(Records from a collection)
[Start of section]

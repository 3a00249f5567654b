//! Outgoing header decoration.

use qti_auth::Credentials;
use reqwest::header::{HeaderMap, HeaderName, HeaderValue, AUTHORIZATION};
use tracing::warn;

pub const X_APP: &str = "x-app";
pub const X_ADMIN: &str = "x-admin";
pub const X_XML_FROM_DB: &str = "x-xml-from-db";
pub const X_ASSESSMENT: &str = "x-assessment";
pub const X_CODE: &str = "x-code";
pub const X_NAME: &str = "x-name";

/// Static, per-client header settings.
#[derive(Debug, Clone, Default, PartialEq, Eq)]
pub struct HeaderContext {
    /// Sent as `x-app` when set.
    pub app_id: Option<String>,
    /// Sends `x-admin: true`.
    pub admin: bool,
    /// Sends `x-xml-from-db: true`.
    pub xml_from_db: bool,
}

/// Compute the headers to send for one attempt.
///
/// Caller headers are kept; the headers owned here replace any caller value
/// of the same name. Values that are not legal header values are skipped.
pub fn decorate(
    caller: &HeaderMap,
    credentials: Option<&Credentials>,
    context: &HeaderContext,
) -> HeaderMap {
    let mut headers = caller.clone();

    if let Some(credentials) = credentials {
        if !credentials.access_token.is_empty() {
            set(
                &mut headers,
                AUTHORIZATION,
                &format!("Bearer {}", credentials.access_token),
            );
        }
    }

    if let Some(app_id) = context.app_id.as_deref().filter(|v| !v.is_empty()) {
        set(&mut headers, HeaderName::from_static(X_APP), app_id);
    }
    if context.admin {
        set(&mut headers, HeaderName::from_static(X_ADMIN), "true");
    }
    if context.xml_from_db {
        set(&mut headers, HeaderName::from_static(X_XML_FROM_DB), "true");
    }

    if let Some(session) = credentials.map(|c| &c.context) {
        let pairs = [
            (X_ASSESSMENT, session.assessment_id.as_deref()),
            (X_CODE, session.code.as_deref()),
            (X_NAME, session.identification.as_deref()),
        ];
        for (name, value) in pairs {
            if let Some(value) = value.filter(|v| !v.is_empty()) {
                set(&mut headers, HeaderName::from_static(name), value);
            }
        }
    }

    headers
}

fn set(headers: &mut HeaderMap, name: HeaderName, value: &str) {
    match HeaderValue::from_str(value) {
        Ok(mut value) => {
            if name == AUTHORIZATION {
                value.set_sensitive(true);
            }
            headers.insert(name, value);
        }
        Err(_) => {
            // Never log the value itself: it may be a token.
            warn!(header = %name, "Skipping header with illegal value");
        }
    }
}
//! Identity provider capability.

use crate::{AuthError, AuthResult, AuthTokens, SignIn, UserInfo};
use async_trait::async_trait;

/// An identity provider that issues and renews access tokens.
///
/// `sign_up`, `send_password_reset` and `lookup_user` are optional; the
/// defaults report `AuthError::Unsupported`.
#[async_trait]
pub trait AuthProvider: Send + Sync {
    /// Stable identifier, part of the credential storage key.
    fn provider_id(&self) -> &str;

    /// Obtain fresh tokens for a sign-in request.
    async fn authenticate(&self, sign_in: &SignIn) -> AuthResult<AuthTokens>;

    /// Exchange a refresh token for a new access token.
    async fn refresh(&self, refresh_token: &str) -> AuthResult<AuthTokens>;

    /// Create a new e-mail account.
    async fn sign_up(&self, _email: &str, _password: &str) -> AuthResult<AuthTokens> {
        Err(AuthError::Unsupported("sign_up"))
    }

    /// Send a password reset e-mail.
    async fn send_password_reset(&self, _email: &str) -> AuthResult<()> {
        Err(AuthError::Unsupported("send_password_reset"))
    }

    /// Look up the account an access token belongs to.
    async fn lookup_user(&self, _access_token: &str) -> AuthResult<Option<UserInfo>> {
        Err(AuthError::Unsupported("lookup_user"))
    }
}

[End of section]

TASK GOAL
Each line from the top of the records down to the one with "pub const X_ASSESSMENT: &str" must be retyped exactly; include both ends and nothing else.

RESPONSE
repository 3a00249f5567654b
//! Outgoing header decoration.

use qti_auth::Credentials;
use reqwest::header::{HeaderMap, HeaderName, HeaderValue, AUTHORIZATION};
use tracing::warn;

pub const X_APP: &str = "x-app";
pub const X_ADMIN: &str = "x-admin";
pub const X_XML_FROM_DB: &str = "x-xml-from-db";
pub const X_ASSESSMENT: &str = "x-assessment";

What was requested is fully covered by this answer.